Les choses simples

9.9.11

Une parenthèse

Dimanche, en fin de matinée, toute la petite famille était réunie dans la cuisine.

Nous devions recevoir ma cousine, Julie, accompagnée de son fiancé, Guillaume et de leur fille, Clémence… Et de Victor qui a cet instant était encore dans son ventre mais qui se préparait à venir au monde en fin d’après-midi. Elle m’avait appelé pour me dire qu’elle avait des contractions et qu’elle hésitait à venir. Je l’avais convaincue de tenter le coup, quitte à partir en urgence s’il le fallait mais au moins, Clémence aurait été quelque part.

Sandrine avait trouvé une recette sur Internet. J’avais donc posé notre ordinateur portable dans un coin avec la page de la recette ouverte. Elle faisait un peu le DJ en mettant des vidéos de clips depuis YouTube. Il y avait de tout et même « ChériCoco » qui continue à me faire saigner des oreilles. Ne sachant trop quoi faire, comme d’habitude, je fis la vaisselle des ustensiles qu’elle utilisait au fur et à mesure, histoire de ne pas être débordé puis elle me demanda d’éplucher des légumes pour l’apéritif. J’attrapai alors l’économe rouge que ma tante nous a offert lors d’un Noël il y a trois ou quatre ans, qui est assez design, mais avec lequel je me bats à chaque fois tant je n’arrive à rien. Je choisis une chanson d’Adèle, « Someone like you » et m’assis sur une chaise, avec devant moi sur la planche à découper, quelques carottes et un concombre. Lorsque la musique débuta, j’entendis Sandrine qui était sortie de la pièce quelques instants car Vincent l’avait sollicitée ailleurs, faire une remarque : « Oh ! j’adore celle-là ! »

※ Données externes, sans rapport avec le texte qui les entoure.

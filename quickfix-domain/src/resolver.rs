use crate::factories::builtin_registry;
use crate::registry::{FixRegistry, RegistryError};
use quickfix_syntax::{NodeId, SyntaxTree};
use quickfix_types::{Diagnostic, DiagnosticKind, FixCommand};
use rayon::prelude::*;
use serde::{Deserialize, Serialize};
use sha2::{Digest, Sha256};
use std::any::Any;
use std::fmt;
use std::panic::{self, AssertUnwindSafe};
use tracing::{debug, warn};
use uuid::Uuid;

/// How a pass's diagnostics are spread over threads.
#[derive(Debug, Clone, Copy, Default, PartialEq, Eq, Serialize, Deserialize)]
#[serde(rename_all = "snake_case")]
pub enum BatchMode {
    #[default]
    Sequential,
    Parallel,
}

impl BatchMode {
    pub fn as_str(self) -> &'static str {
        match self {
            BatchMode::Sequential => "sequential",
            BatchMode::Parallel => "parallel",
        }
    }
}

impl fmt::Display for BatchMode {
    fn fmt(&self, f: &mut fmt::Formatter<'_>) -> fmt::Result {
        f.write_str(self.as_str())
    }
}

/// Fixes resolved for one diagnostic of a pass.
#[derive(Debug, Clone, PartialEq, Eq)]
pub struct ResolvedDiagnostic {
    /// Position of the diagnostic in the input slice.
    pub index: usize,
    pub kind: DiagnosticKind,
    pub anchor: NodeId,
    pub fixes: Vec<FixCommand>,
}

/// Stateless dispatch from diagnostics to fixes over an immutable registry.
#[derive(Debug)]
pub struct Resolver {
    registry: FixRegistry,
}

impl Resolver {
    /// Resolver over the built-in registration table.
    pub fn new() -> Result<Self, RegistryError> {
        Ok(Self {
            registry: builtin_registry()?,
        })
    }

    pub fn with_registry(registry: FixRegistry) -> Self {
        Self { registry }
    }

    pub fn registry(&self) -> &FixRegistry {
        &self.registry
    }

    /// All fixes for one diagnostic, in factory registration order.
    ///
    /// Never fails: inapplicable factories contribute nothing, and a factory
    /// that panics is logged and skipped without affecting the others.
    pub fn resolve_fixes(&self, tree: &SyntaxTree, diagnostic: &Diagnostic) -> Vec<FixCommand> {
        let kind = diagnostic.kind();
        let mut fixes = Vec::new();
        for factory in self.registry.lookup(kind) {
            match panic::catch_unwind(AssertUnwindSafe(|| factory.invoke(tree, diagnostic))) {
                Ok(mut produced) => fixes.append(&mut produced),
                Err(payload) => warn!(
                    kind = %kind,
                    factory = factory.key(),
                    anchor = %diagnostic.anchor(),
                    reason = panic_message(&*payload),
                    "fix factory faulted; skipping its fixes"
                ),
            }
        }

        for fix in &mut fixes {
            if fix.id.trim().is_empty() {
                fix.id = deterministic_fix_id(kind, diagnostic.anchor(), fix).to_string();
            }
        }

        debug!(
            kind = %kind,
            anchor = %diagnostic.anchor(),
            fixes = fixes.len(),
            "resolved diagnostic"
        );
        fixes
    }

    /// Resolves every diagnostic of one pass.
    ///
    /// Output order follows `diagnostics` in both modes, and each entry is the
    /// same as a standalone [`Resolver::resolve_fixes`] call.
    pub fn resolve_pass(
        &self,
        tree: &SyntaxTree,
        diagnostics: &[Diagnostic],
        mode: BatchMode,
    ) -> Vec<ResolvedDiagnostic> {
        let resolve = |(index, diagnostic): (usize, &Diagnostic)| ResolvedDiagnostic {
            index,
            kind: diagnostic.kind(),
            anchor: diagnostic.anchor(),
            fixes: self.resolve_fixes(tree, diagnostic),
        };
        match mode {
            BatchMode::Sequential => diagnostics.iter().enumerate().map(resolve).collect(),
            BatchMode::Parallel => diagnostics.par_iter().enumerate().map(resolve).collect(),
        }
    }
}

fn panic_message(payload: &(dyn Any + Send)) -> &str {
    if let Some(s) = payload.downcast_ref::<&str>() {
        s
    } else if let Some(s) = payload.downcast_ref::<String>() {
        s.as_str()
    } else {
        "non-string panic payload"
    }
}

fn deterministic_fix_id(kind: DiagnosticKind, anchor: NodeId, fix: &FixCommand) -> Uuid {
    // Deterministic ID: v5(namespace, stable_key_bytes)
    const NAMESPACE: Uuid = Uuid::from_bytes([
        0x9a, 0x1f, 0x63, 0x2e, 0x57, 0xc4, 0x4d, 0x0b, 0xa3, 0x18, 0x6e, 0x02, 0xd9, 0x7b, 0x41,
        0x85,
    ]);

    let stable_key = format!(
        "{}|{}|{}|{}",
        fix.fix_id,
        kind.as_str(),
        anchor.0,
        action_fingerprint(fix)
    );
    Uuid::new_v5(&NAMESPACE, stable_key.as_bytes())
}

fn action_fingerprint(fix: &FixCommand) -> String {
    let canonical = serde_json::to_value(&fix.action)
        .map(|v| canonicalize_json(&v))
        .and_then(|v| serde_json::to_string(&v))
        .unwrap_or_default();
    let mut hasher = Sha256::new();
    hasher.update(canonical.as_bytes());
    hex::encode(hasher.finalize())
}

fn canonicalize_json(value: &serde_json::Value) -> serde_json::Value {
    match value {
        serde_json::Value::Object(map) => {
            let mut keys: Vec<_> = map.keys().cloned().collect();
            keys.sort();
            let mut out = serde_json::Map::new();
            for k in keys {
                if let Some(v) = map.get(&k) {
                    out.insert(k, canonicalize_json(v));
                }
            }
            serde_json::Value::Object(out)
        }
        serde_json::Value::Array(items) => {
            serde_json::Value::Array(items.iter().map(canonicalize_json).collect())
        }
        other => other.clone(),
    }
}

Elle entra dans la cuisine, son tablier en madras autour de la taille, le sourire jusqu’aux oreilles. Vincent l’a suivait affublé lui aussi de son tablier, le blanc et bleu d’Ikea.
Sandrine s’approcha et me tendit la main, pour m’inviter. Je posai mon économe et mes carottes, je m’essuyai les mains dans le torchon et je me levai. Elle me prit alors dans ses bras, m’enlaça même tendrement et nous commençâmes à tourner doucement, rythmés par la superbe voix de la chanteuse.
Il n’y eut soudain plus rien, plus de cuisine, plus de recette, plus de repas à préparer ni d’invités à recevoir. Il n’y eut plus rien que nous deux, tournant, serrés l’un contre l’autre. Je respirais son odeur, le visage dans son cou, légèrement chatouillé par ses cheveux.
J’avais l’impression d’être là où il fallait être, à la place qui était la mienne, qui aurait toujours dû être la mienne. J’étais bien, comme nous ne le sommes qu’à de très rares moments, trop fugaces pour les saisir et déjà qu’un vague souvenir lorsqu’ils nous ont glissés entre les doigts.
Cela me fit penser à ce que je disais à ma mère quand elle ne parvenait pas à rester cinq minutes assise, sans courir à droite ou à gauche : « profite des heures creuses de la vie ». Elle se moquait de moi mais c’est tellement primordial de prendre parfois le temps de tout mettre sur pause et de laisser un instant se passer sans rien…
Juste être là, regarder les nuages, un coucher de soleil, un oiseau qui s’envole, des fourmis en plein travail ou simplement prendre quelqu’un qu’on aime dans ses bras et partager cet amour en le serrant de toutes ses forces.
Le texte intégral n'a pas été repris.